The avian uncoupling protein (avUCP) is a member of the mitochondrial transporter superfamily that uncouples proton entry in the mitochondrial matrix from ATP synthesis. The sequencing analysis method was used to identify nucleotide polymorphisms within the avUCP gene in Korean native chicken (KNC). This study identified ten single nucleotide polymorphisms (SNPs) in the avUCP gene. We analyzed the SNPs of the avUCP gene to investigate whether polymorphism in the gene might be responsible for quantitative variations in economic traits in KNC. Three significant polymorphic sites for economic traits were avUCP C+282T (mean body weight, p<0.05), avUCP C+433T (daily percent lay, p<0.05), and avUCP T+1316C (daily percent lay, p<0.05).
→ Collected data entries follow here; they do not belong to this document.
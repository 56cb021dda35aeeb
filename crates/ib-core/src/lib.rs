//! Keyword-to-image engine for a comment-reply bot.
//!
//! Finds `word.ext` tokens in text, resolves them against an immutable
//! keyword catalog (exact, then fuzzy), and keeps the bookkeeping needed to
//! never answer the same message twice.
//!
//! Zero I/O: loading, persistence and the platform live in other crates.

pub mod catalog;
pub mod command;
pub mod constants;
pub mod export;
pub mod image;
pub mod ledger;
pub mod matcher;
pub mod normalize;
pub mod recency;
pub mod reply;
pub mod schedule;
pub mod similarity;

pub use catalog::KeywordCatalog;
pub use command::{CommandKind, classify, parse_delete_body, parse_force_subject};
pub use constants::{ANIM_EXT, FUZZY_THRESHOLD, HOT_WINDOW, SEEN_CAPACITY, STATIC_EXT};
pub use export::{render_page, render_table};
pub use image::{CatalogError, Image, ImageSet};
pub use ledger::{LedgerSnapshot, ReplyLedger, ReplyRecord};
pub use matcher::{MatchReport, RawToken, ResolvedMatch, extract, find_matches, resolve};
pub use normalize::normalize;
pub use recency::BoundedRecencySet;
pub use reply::Templates;
pub use schedule::ExportSchedule;
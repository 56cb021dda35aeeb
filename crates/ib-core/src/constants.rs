/// Extensions that name a still image.
pub const STATIC_EXT: &[&str] = &["jpeg", "jpg", "png"];

/// Extensions that name an animation or a clip.
pub const ANIM_EXT: &[&str] = &["gif", "avi", "gifv", "mp4"];

/// Capacity of each feed's dedup window (comments and inbox are separate).
pub const SEEN_CAPACITY: usize = 150;

/// Number of most-recent reply records kept addressable for lookup.
pub const HOT_WINDOW: usize = 100;

/// Minimum fuzzy score (0-100, exclusive) for a keyword substitution.
pub const FUZZY_THRESHOLD: f64 = 93.0;

/// Returns true if `ext` (any case) is one of the animated extensions.
pub fn is_animated_ext(ext: &str) -> bool {
    ANIM_EXT.iter().any(|e| e.eq_ignore_ascii_case(ext))
}

/// Returns true if `ext` (any case) is one of the static extensions.
pub fn is_static_ext(ext: &str) -> bool {
    STATIC_EXT.iter().any(|e| e.eq_ignore_ascii_case(ext))
}

/// The extension class matching an image kind.
pub fn ext_class(animated: bool) -> &'static [&'static str] {
    if animated { ANIM_EXT } else { STATIC_EXT }
}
The frequency of each SNP was 0.125 (C+282T in avUCP gene exon 1 region), 0.150 (C+433T in avUCP gene intron 1 region), and 0.15 (T+1316C in avUCP gene exon 3 region), respectively. Among the identified SNPs, one pair of SNPs (genotype CC, C+282T and TT, avUCP C+433T) showed the highest daily percent lay (p<0.05) and mean body weight (p<0.05) and the frequency was 0.067. This study of the avUCP gene could be useful for genetic studies of this gene and selection on economic traits for KNC.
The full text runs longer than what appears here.